Jeremy Hunt's Prescription for the NHS Is a Bitter Pill to Swallow

Whatever is happening in the Labour Party, we cannot lose our focus on fighting for the investment that the NHS needs and tackling any attempts to use the current financial crisis as a Trojan horse for privatisation.
Jeff J Mitchell via Getty Images

At a first glance, the notion of an NHS "reset" conjures up images of Jeremy Hunt as an inexperienced IT technician, examining your faltering piece of equipment studiously but having absolutely no idea what the problem with it might be. Rather than admitting any shortcomings, the technician instead confidently tells you to "turn it off and on again" in the vague hope of a miraculous solution emerging, leaving his lack of knowledge unexposed.

The truth about the reset, revealed in a document entitled, Strengthening Financial Performance & Accountability in 2016/17, slipped out on the last day of term to avoid Parliamentary scrutiny doesn't quite fit in with this simplistic image, but it isn't far off.

The document is effectively an admission of failure from the Government, one more lengthy than that of the NHS Improvement Chief Executive, Jim Mackey, who recently acknowledged that "the NHS is in a mess" but it is no less frank or astonishing for that. So while the scale of the problems facing the Health Service is now finally being acknowledged, there is a critical failure from the Health Secretary about the causes of the current crisis and some of the solutions mooted risk exacerbating the situation.

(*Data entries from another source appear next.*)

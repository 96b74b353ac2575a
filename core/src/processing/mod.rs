pub mod listener;
pub mod retry;

pub use listener::{ListenerSettings, ListenerState, PointingListener, ProcessOutcome};
pub use retry::RetryPolicy;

The problems facing the NHS have never been more serious. Trusts currently face a £2.45billion deficit and the Department of Health only avoided busting its £118.3billion budget in 2015/16 through what the Health Committee called "accounting devices to balance the books" and the good fortune of receiving £417m more than planned in extra national insurance receipts because of an "administrative error" for which it will not be punished.

So what of the solutions offered? Many of the actions in the Report appear to offer only a short-term focus, which it is difficult to square with Tory rhetoric about long-term plans, while others seem to continue the failed policies which got us into this mess.

The short-term focus is exposed on page nine of the Report, which calls for measures for "tackling excessive paybill growth" which any NHS worker who has has year on year pay freezes will struggle to recognise. As the Health Committee found only a matter of weeks ago, "a long-term pay squeeze has unintended consequences for recruitment and retention, which may drive higher costs." Some of these higher costs include the surge in spending on agency staff, which has been found to be one of the key drivers behind the record NHS deficit. It is therefore impossible to see how further pay restraint will actually help reduce costs. It will certainly do little to improve staff morale which is already suffering hugely.

The short-termism of the Health Secretary is made even clearer by the very next bullet point, which calls for implementation of Lord Carter's recommendations on efficiency savings, "with a particular focus on quick wins." After six years in charge of the Health Service, the Government really ought to have moved on from "quick wins".

The Government also continues to expect Trusts and CCGs to make efficiency savings by asking them to agree lower spending totals. In a demand led system where demand increases year on year, reducing the amount spent will be a false economy, creating greater cost further down the line. It also fails to acknowledge the systematic under funding of the service over the last six years-the truth is that in a system where the vast majority of providers are in deficit, missing spending targets can no longer be deemed only to be a local management issue. As the Head of NHS Clinical Commissioners, Julie Wood, put it, "The simple truth is there is no spare money in the system - we urgently need a cross-governmental review into the overall financial position of the NHS and an open debate about what can be realistically delivered with the current level of funding.". The debate is therefore artificially framed by the financial parameters rather than the kind of service I believe most of the public want to see and would, in the main, be prepared to pay for.

The Report continues the recent obsession with failure regimes, introducing new measures to be applied to Trusts and CCGs who are not meeting the new financial commitments that they have been required to sign up to. Given the unrealistic nature of these targets it's probably only a matter of time before we'll see the Secretary of State announcing grandiose new plans to introduce a failure regime for failing failure regimes. The most worrying savings suggestion to many people though will be what is euphemistically termed "the consolidation of unsustainable services," which will go well beyond the usual efficiency savings to be found from back office consolidations and could well mean front line closures. These "consolidations" are being driven through the Sustainability and Transformation Plans (STPs), about which I have previously written. They represent a hidden reorganisation with rocket boosters on and we are only months away now from seeing the impact.

Now that the Tory claim that an additional £10billion was being invested into the NHS has been exposed as a myth by the Health Committee, it is clear that the Health Service simply does not have the money required to continue to provide services as it does. This means one of two things, either more money needs to be invested to meet the shortfall or the NHS will not be able to continue to provide services as it does. Whatever is happening in the Labour Party, we cannot lose our focus on fighting for the investment that the NHS needs and tackling any attempts to use the current financial crisis as a Trojan horse for privatisation.